*AIM OF THE TASK*: Return the data below exactly, but only from the line containing "matches!(self, EngineKind::Hive |" through the line containing "use std::str::FromStr;", with both of those lines included.

—————

//! The closed set of supported database engines.

use serde::{Deserialize, Serialize};

use crate::error::DataSourceError;

/// Identifier for a supported database engine.
///
/// The set is closed and fixed at build time: every variant has exactly one
/// [`Capability`](crate::capability::Capability) implementation, and values
/// outside the set are rejected at the string boundary by [`FromStr`] with
/// [`DataSourceError::UnsupportedEngine`].
#[derive(Debug, Clone, Copy, PartialEq, Eq, Hash, PartialOrd, Ord, Serialize, Deserialize)]
#[serde(rename_all = "lowercase")]
pub enum EngineKind {
    Mysql,
    Postgres,
    Hive,
    Spark,
    Clickhouse,
    Oracle,
    SqlServer,
    Db2,
    Presto,
}

impl EngineKind {
    /// Every supported engine, in declaration order.
    pub const ALL: [EngineKind; 9] = [
        EngineKind::Mysql,
        EngineKind::Postgres,
        EngineKind::Hive,
        EngineKind::Spark,
        EngineKind::Clickhouse,
        EngineKind::Oracle,
        EngineKind::SqlServer,
        EngineKind::Db2,
        EngineKind::Presto,
    ];

    /// Canonical lowercase name, matching the serde representation.
    pub fn as_str(&self) -> &'static str {
        match self {
            EngineKind::Mysql => "mysql",
            EngineKind::Postgres => "postgres",
            EngineKind::Hive => "hive",
            EngineKind::Spark => "spark",
            EngineKind::Clickhouse => "clickhouse",
            EngineKind::Oracle => "oracle",
            EngineKind::SqlServer => "sqlserver",
            EngineKind::Db2 => "db2",
            EngineKind::Presto => "presto",
        }
    }

    /// Default server port for the engine.
    pub fn default_port(&self) -> u16 {
        match self {
            EngineKind::Mysql => 3306,
            EngineKind::Postgres => 5432,
            EngineKind::Hive => 10000,
            EngineKind::Spark => 10000,
            EngineKind::Clickhouse => 8123,
            EngineKind::Oracle => 1521,
            EngineKind::SqlServer => 1433,
            EngineKind::Db2 => 50000,
            EngineKind::Presto => 8080,
        }
    }

    /// Whether connection addresses are a multi-node `host:port` list rather
    /// than a single host.
    pub fn is_clustered(&self) -> bool {
        matches!(self, EngineKind::Hive | EngineKind::Spark)
    }
}

impl std::fmt::Display for EngineKind {
    fn fmt(&self, f: &mut std::fmt::Formatter<'_>) -> std::fmt::Result {
        f.write_str(self.as_str())
    }
}

impl std::str::FromStr for EngineKind {
    type Err = DataSourceError;

    /// Parse an engine name, accepting the common aliases seen in stored
    /// configuration.
    fn from_str(s: &str) -> Result<Self, Self::Err> {
        match s.to_lowercase().as_str() {
            "mysql" | "mariadb" => Ok(EngineKind::Mysql),
            "postgres" | "postgresql" | "pg" => Ok(EngineKind::Postgres),
            "hive" | "hive2" => Ok(EngineKind::Hive),
            "spark" | "sparksql" | "spark-sql" => Ok(EngineKind::Spark),
            "clickhouse" => Ok(EngineKind::Clickhouse),
            "oracle" => Ok(EngineKind::Oracle),
            "sqlserver" | "mssql" | "sql_server" => Ok(EngineKind::SqlServer),
            "db2" => Ok(EngineKind::Db2),
            "presto" | "trino" => Ok(EngineKind::Presto),
            other => Err(DataSourceError::UnsupportedEngine(other.to_string())),
        }
    }
}

#[cfg(test)]
mod tests {
    use super::*;
    use std::str::FromStr;

    #[test]
    fn test_all_lists_every_engine_once() {
        let mut seen = std::collections::BTreeSet::new();
        for kind in EngineKind::ALL {
            assert!(seen.insert(kind), "duplicate engine {kind}");
        }
        assert_eq!(seen.len(), 9);
    }

    #[test]
    fn test_as_str_round_trips_through_from_str() {
        for kind in EngineKind::ALL {
            assert_eq!(EngineKind::from_str(kind.as_str()).unwrap(), kind);
        }
    }

    #[test]
    fn test_from_str_accepts_aliases() {
        assert_eq!(EngineKind::from_str("postgresql").unwrap(), EngineKind::Postgres);
        assert_eq!(EngineKind::from_str("pg").unwrap(), EngineKind::Postgres);
        assert_eq!(EngineKind::from_str("mssql").unwrap(), EngineKind::SqlServer);
        assert_eq!(EngineKind::from_str("MariaDB").unwrap(), EngineKind::Mysql);
        assert_eq!(EngineKind::from_str("hive2").unwrap(), EngineKind::Hive);
        assert_eq!(EngineKind::from_str("trino").unwrap(), EngineKind::Presto);
    }

    #[test]
    fn test_from_str_rejects_unknown_engine() {
        let err = EngineKind::from_str("mongodb").unwrap_err();
        assert!(matches!(err, DataSourceError::UnsupportedEngine(ref name) if name == "mongodb"));
    }

    #[test]
    fn test_serde_names_match_as_str() {
        for kind in EngineKind::ALL {
            let json = serde_json::to_string(&kind).unwrap();
            assert_eq!(json, format!("\"{}\"", kind.as_str()));
            let back: EngineKind = serde_json::from_str(&json).unwrap();
            assert_eq!(back, kind);
        }
    }

    #[test]
    fn test_default_ports() {
        assert_eq!(EngineKind::Mysql.default_port(), 3306);
        assert_eq!(EngineKind::Postgres.default_port(), 5432);
        assert_eq!(EngineKind::Hive.default_port(), 10000);
        assert_eq!(EngineKind::Db2.default_port(), 50000);
    }

    #[test]
    fn test_clustered_engines() {
        assert!(EngineKind::Hive.is_clustered());
        assert!(EngineKind::Spark.is_clustered());
        assert!(!EngineKind::Mysql.is_clustered());
        assert!(!EngineKind::Oracle.is_clustered());
    }
}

—————

*COMPLETED EXERCISE*:
        matches!(self, EngineKind::Hive | EngineKind::Spark)
    }
}

impl std::fmt::Display for EngineKind {
    fn fmt(&self, f: &mut std::fmt::Formatter<'_>) -> std::fmt::Result {
        f.write_str(self.as_str())
    }
}

impl std::str::FromStr for EngineKind {
    type Err = DataSourceError;

    /// Parse an engine name, accepting the common aliases seen in stored
    /// configuration.
    fn from_str(s: &str) -> Result<Self, Self::Err> {
        match s.to_lowercase().as_str() {
            "mysql" | "mariadb" => Ok(EngineKind::Mysql),
            "postgres" | "postgresql" | "pg" => Ok(EngineKind::Postgres),
            "hive" | "hive2" => Ok(EngineKind::Hive),
            "spark" | "sparksql" | "spark-sql" => Ok(EngineKind::Spark),
            "clickhouse" => Ok(EngineKind::Clickhouse),
            "oracle" => Ok(EngineKind::Oracle),
            "sqlserver" | "mssql" | "sql_server" => Ok(EngineKind::SqlServer),
            "db2" => Ok(EngineKind::Db2),
            "presto" | "trino" => Ok(EngineKind::Presto),
            other => Err(DataSourceError::UnsupportedEngine(other.to_string())),
        }
    }
}

#[cfg(test)]
mod tests {
    use super::*;
    use std::str::FromStr;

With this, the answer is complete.